BEGIN Data to process

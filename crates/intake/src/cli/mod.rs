pub mod app;
pub mod check;
pub mod limits;
pub mod sanitize;

use std::path::PathBuf;

use anyhow::Context;
use clap::Args;
use intake_config::Limits;

/// Shared `--config` flag.
#[derive(Clone, Debug, Default, Args)]
pub struct ConfigArg {
    /// TOML file overriding the default limits
    #[arg(short, long, value_name = "FILE")]
    pub config: Option<PathBuf>,
}

impl ConfigArg {
    pub fn load(&self) -> anyhow::Result<Limits> {
        let limits = Limits::load(self.config.as_deref());
        match &self.config {
            Some(path) => limits.with_context(|| format!("loading limits from {}", path.display())),
            None => limits.context("loading limits"),
        }
    }
}
use std::io;
use std::path::{Path, PathBuf};

use thiserror::Error;

/// Longest attacker-controlled excerpt embedded in a message.
const MAX_EXCERPT_CHARS: usize = 128;

/// An archive failed a security check; extraction must be aborted.
///
/// Variants keep the raw offending values for programmatic use. The
/// `Display` output neutralizes them so it is safe to log or return.
#[derive(Clone, Debug, Error, PartialEq, Eq)]
pub enum SecurityError {
    #[error("archive has {count} entries, limit is {limit}")]
    TooManyEntries { count: usize, limit: usize },

    #[error("entry name is blank")]
    BlankEntryName,

    #[error("entry name '{}' is {length} characters long, limit is {limit}", neutralize(.name))]
    EntryNameTooLong {
        name: String,
        length: usize,
        limit: usize,
    },

    #[error("entry name '{}' is not valid UTF-8", neutralize(.name))]
    InvalidEncoding { name: String },

    #[error("entry name '{}' contains control characters", neutralize(.name))]
    ControlCharacter { name: String },

    #[error("path traversal in entry '{}'", neutralize(.name))]
    PathTraversal { name: String },

    #[error("absolute path in entry '{}'", neutralize(.name))]
    AbsolutePath { name: String },

    #[error("encoded path traversal in entry '{}'", neutralize(.name))]
    EncodedTraversal { name: String },

    #[error("entry '{}' looks like a symbolic link", neutralize(.name))]
    SymlinkEntry { name: String },

    #[error("entry '{}' does not declare its size", neutralize(.name))]
    UnknownEntrySize { name: String },

    #[error("entry '{}' declares {size} bytes, limit is {limit}", neutralize(.name))]
    EntryTooLarge { name: String, size: u64, limit: u64 },

    #[error("entry '{}' has compression ratio {ratio}:1, limit is {limit}:1", neutralize(.name))]
    CompressionRatio { name: String, ratio: u64, limit: u64 },

    #[error("duplicate entry '{}'", neutralize(.name))]
    DuplicateEntry { name: String },

    #[error(
        "entry path '{}' escapes target directory '{}'",
        neutralize_path(.entry),
        neutralize_path(.target)
    )]
    EscapesTarget { entry: PathBuf, target: PathBuf },

    #[error("entry '{}' expanded past {limit} bytes ({bytes} read)", neutralize(.name))]
    ExtractedSizeExceeded { name: String, bytes: u64, limit: u64 },

    #[error("archive expanded to {total} bytes, limit is {limit}")]
    TotalSizeExceeded { total: u64, limit: u64 },
}

impl SecurityError {
    /// Stable identifier for mapping failures to responses or metrics.
    pub fn kind(&self) -> &'static str {
        match self {
            Self::TooManyEntries { .. } => "too_many_entries",
            Self::BlankEntryName => "blank_entry_name",
            Self::EntryNameTooLong { .. } => "entry_name_too_long",
            Self::InvalidEncoding { .. } => "invalid_encoding",
            Self::ControlCharacter { .. } => "control_character",
            Self::PathTraversal { .. } => "path_traversal",
            Self::AbsolutePath { .. } => "absolute_path",
            Self::EncodedTraversal { .. } => "encoded_traversal",
            Self::SymlinkEntry { .. } => "symlink_entry",
            Self::UnknownEntrySize { .. } => "unknown_entry_size",
            Self::EntryTooLarge { .. } => "entry_too_large",
            Self::CompressionRatio { .. } => "compression_ratio",
            Self::DuplicateEntry { .. } => "duplicate_entry",
            Self::EscapesTarget { .. } => "escapes_target",
            Self::ExtractedSizeExceeded { .. } => "extracted_size_exceeded",
            Self::TotalSizeExceeded { .. } => "total_size_exceeded",
        }
    }

    /// Raw name of the offending entry, when the failure concerns one.
    pub fn entry_name(&self) -> Option<&str> {
        match self {
            Self::EntryNameTooLong { name, .. }
            | Self::InvalidEncoding { name }
            | Self::ControlCharacter { name }
            | Self::PathTraversal { name }
            | Self::AbsolutePath { name }
            | Self::EncodedTraversal { name }
            | Self::SymlinkEntry { name }
            | Self::UnknownEntrySize { name }
            | Self::EntryTooLarge { name, .. }
            | Self::CompressionRatio { name, .. }
            | Self::DuplicateEntry { name }
            | Self::ExtractedSizeExceeded { name, .. } => Some(name.as_str()),
            Self::EscapesTarget { entry, .. } => entry.to_str(),
            Self::TooManyEntries { .. }
            | Self::BlankEntryName
            | Self::TotalSizeExceeded { .. } => None,
        }
    }

    /// Recover a failure raised inside a [`GuardedReader`](crate::GuardedReader).
    pub fn from_io(err: &io::Error) -> Option<&Self> {
        err.get_ref()?.downcast_ref::<Self>()
    }
}

impl From<SecurityError> for io::Error {
    fn from(e: SecurityError) -> Self {
        io::Error::other(e)
    }
}

pub type Result<T> = std::result::Result<T, SecurityError>;

/// Make an untrusted string safe to embed in a log line or response.
///
/// Control characters, quotes and bidi overrides are escaped, and the
/// result is capped at 128 characters.
pub fn neutralize(value: &str) -> String {
    let mut out = String::with_capacity(value.len().min(MAX_EXCERPT_CHARS));
    for (i, c) in value.chars().enumerate() {
        if i == MAX_EXCERPT_CHARS {
            out.push_str("[...]");
            break;
        }
        if c.is_control() || is_bidi_control(c) || c == '\'' || c == '"' {
            out.extend(c.escape_default());
        } else {
            out.push(c);
        }
    }
    out
}

fn neutralize_path(path: &Path) -> String {
    neutralize(&path.to_string_lossy())
}

fn is_bidi_control(c: char) -> bool {
    matches!(c, '\u{200E}' | '\u{200F}' | '\u{202A}'..='\u{202E}' | '\u{2066}'..='\u{2069}')
}
use std::io;
#[cfg(any(feature = "zip", feature = "tar"))]
use std::io::Read;

#[cfg(feature = "tar")]
use crate::error::SecurityError;

/// Size and name of an archive entry as the archive claims them.
///
/// Nothing here is trusted: sizes only feed the early-reject fast path,
/// the streamed byte count is what bounds resources.
#[derive(Clone, Debug, PartialEq, Eq)]
pub struct ArchiveEntryMetadata {
    pub name: String,
    /// Negative when the archive does not record it.
    pub declared_uncompressed_size: i64,
    /// Negative when the archive does not record it.
    pub declared_compressed_size: i64,
}

impl ArchiveEntryMetadata {
    pub const UNKNOWN_SIZE: i64 = -1;

    pub fn new(
        name: impl Into<String>,
        declared_uncompressed_size: i64,
        declared_compressed_size: i64,
    ) -> Self {
        Self {
            name: name.into(),
            declared_uncompressed_size,
            declared_compressed_size,
        }
    }

    /// Build from unsigned sizes as archive libraries report them.
    ///
    /// `None` maps to [`Self::UNKNOWN_SIZE`]; values past `i64::MAX` clamp
    /// to `i64::MAX`, which every size cap rejects.
    pub fn from_sizes(
        name: impl Into<String>,
        uncompressed: Option<u64>,
        compressed: Option<u64>,
    ) -> Self {
        Self::new(name, to_declared(uncompressed), to_declared(compressed))
    }
}

fn to_declared(size: Option<u64>) -> i64 {
    size.map_or(ArchiveEntryMetadata::UNKNOWN_SIZE, |s| {
        i64::try_from(s).unwrap_or(i64::MAX)
    })
}

/// Uniform access to entry metadata across archive libraries.
///
/// The validator only ever sees [`ArchiveEntryMetadata`], never a
/// library-specific entry type.
pub trait EntryMetadataSource {
    fn entry_metadata(&self) -> io::Result<ArchiveEntryMetadata>;
}

impl EntryMetadataSource for ArchiveEntryMetadata {
    fn entry_metadata(&self) -> io::Result<ArchiveEntryMetadata> {
        Ok(self.clone())
    }
}

/// Uses the raw stored name, not `enclosed_name()`, so hostile names
/// reach the validator unmodified.
#[cfg(feature = "zip")]
impl<R: Read> EntryMetadataSource for zip::read::ZipFile<'_, R> {
    fn entry_metadata(&self) -> io::Result<ArchiveEntryMetadata> {
        Ok(ArchiveEntryMetadata::from_sizes(
            self.name(),
            Some(self.size()),
            Some(self.compressed_size()),
        ))
    }
}

/// Tar does not compress per entry, so the compressed size is unknown and
/// the ratio check does not apply; the outer stream is bounded by the
/// streamed byte count instead.
///
/// Names must be UTF-8. Anything else fails with
/// [`SecurityError::InvalidEncoding`] wrapped in the `io::Error`, so two
/// distinct raw names never collapse into one validated name.
#[cfg(feature = "tar")]
impl<R: Read> EntryMetadataSource for tar::Entry<'_, R> {
    fn entry_metadata(&self) -> io::Result<ArchiveEntryMetadata> {
        let raw = self.path_bytes();
        let Ok(name) = std::str::from_utf8(&raw) else {
            let err = SecurityError::InvalidEncoding {
                name: String::from_utf8_lossy(&raw).into_owned(),
            };
            tracing::warn!(kind = err.kind(), "{err}");
            return Err(err.into());
        };
        Ok(ArchiveEntryMetadata::from_sizes(name, Some(self.size()), None))
    }
}
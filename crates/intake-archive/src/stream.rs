use std::io::{self, Read};

use crate::error::SecurityError;
use crate::session::ExtractionSession;
use crate::validator::ArchiveEntryValidator;

/// Reader adapter that enforces the per-entry and per-archive byte limits
/// on what an entry actually decompresses to.
///
/// Reads are capped so at most one byte past a limit is ever pulled from
/// the inner reader, and that byte is never handed to the caller. A
/// violation surfaces as an [`io::Error`] wrapping a [`SecurityError`];
/// use [`SecurityError::from_io`] to get it back.
#[derive(Debug)]
pub struct GuardedReader<'a, R> {
    inner: R,
    validator: &'a ArchiveEntryValidator,
    session: &'a mut ExtractionSession,
    name: String,
    streamed: u64,
}

impl<'a, R: Read> GuardedReader<'a, R> {
    pub fn new(
        inner: R,
        name: &str,
        validator: &'a ArchiveEntryValidator,
        session: &'a mut ExtractionSession,
    ) -> Self {
        Self {
            inner,
            validator,
            session,
            name: name.to_owned(),
            streamed: 0,
        }
    }

    /// Bytes produced by this entry so far.
    pub fn streamed(&self) -> u64 {
        self.streamed
    }

    pub fn into_inner(self) -> R {
        self.inner
    }

    fn check(&self) -> Result<(), SecurityError> {
        self.validator
            .validate_actual_extracted_size(self.streamed, &self.name)?;
        self.validator
            .validate_total_decompressed_size(self.session.cumulative_decompressed_bytes())
    }

    fn read_budget(&self) -> u64 {
        let limits = self.validator.limits();
        let entry_left = limits.max_entry_size.saturating_sub(self.streamed);
        let total_left = limits
            .max_total_size
            .saturating_sub(self.session.cumulative_decompressed_bytes());
        entry_left.min(total_left).saturating_add(1)
    }
}

impl<R: Read> Read for GuardedReader<'_, R> {
    fn read(&mut self, buf: &mut [u8]) -> io::Result<usize> {
        if buf.is_empty() {
            return Ok(0);
        }
        self.check()?;

        let len = usize::try_from(self.read_budget())
            .map_or(buf.len(), |budget| budget.min(buf.len()));
        let n = self.inner.read(&mut buf[..len])?;

        self.streamed = self.streamed.saturating_add(n as u64);
        self.session.record_bytes(n as u64);
        self.check()?;

        Ok(n)
    }
}
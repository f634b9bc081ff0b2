use clap::{Parser, Subcommand};

use super::{check::CheckArg, limits::LimitsArg, sanitize::SanitizeArg};

#[derive(Clone, Debug, Parser)]
#[command(
    name = "intake",
    version = env!("CARGO_PKG_VERSION"),
    about,
    long_about = None,
    propagate_version = true
)]
pub struct App {
    #[command(subcommand)]
    pub cmd: Commands,
}

#[derive(Clone, Debug, Subcommand)]
pub enum Commands {
    #[command(alias = "s", name = "sanitize", about = "Print a safe storage name for each input")]
    Sanitize(SanitizeArg),
    #[command(alias = "c", name = "check", about = "Validate an archive without extracting it")]
    Check(CheckArg),
    #[command(name = "limits", about = "Print the effective limits as TOML")]
    Limits(LimitsArg),
}
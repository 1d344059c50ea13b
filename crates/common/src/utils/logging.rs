use std::io;
use tracing_subscriber::{fmt, EnvFilter};

/// `warn` globally, `level` for each crate in `crates`.
pub fn default_filter(crates: &[&str], level: &str) -> String {
    let mut directives = vec!["warn".to_string()];
    directives.extend(crates.iter().map(|name| format!("{name}={level}")));
    directives.join(",")
}

fn env_filter(crates: &[&str]) -> EnvFilter {
    EnvFilter::try_from_default_env().unwrap_or_else(|_| EnvFilter::new(default_filter(crates, "info")))
}

/// Initialize tracing subscriber with compact output on stdout.
/// - Respects `RUST_LOG` if set
/// - Otherwise logs `crates` at `info` and everything else at `warn`
pub fn init_logging_default(crates: &[&str]) {
    let _ = fmt()
        .with_env_filter(env_filter(crates))
        .with_target(false)
        .compact()
        .with_writer(io::stdout)
        .try_init();
}

/// Initialize tracing subscriber with JSON structured output.
/// - Same filter rules as [`init_logging_default`]
/// - Emits structured JSON logs for better machine parsing
pub fn init_logging_json(crates: &[&str]) {
    // 存储层细节可通过 RUST_LOG=service=debug 打开
    let _ = fmt()
        .with_env_filter(env_filter(crates))
        .with_target(true)
        .json()
        .with_writer(io::stdout)
        .try_init();
}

END Data to process

What is required —
Repeat exactly, and only, the lines of the records above, starting with the line that contains "better machine parsing" and ending with the final line, both included.

Finished exercise —
/// - Emits structured JSON logs for better machine parsing
pub fn init_logging_json(crates: &[&str]) {
    // 存储层细节可通过 RUST_LOG=service=debug 打开
    let _ = fmt()
        .with_env_filter(env_filter(crates))
        .with_target(true)
        .json()
        .with_writer(io::stdout)
        .try_init();
}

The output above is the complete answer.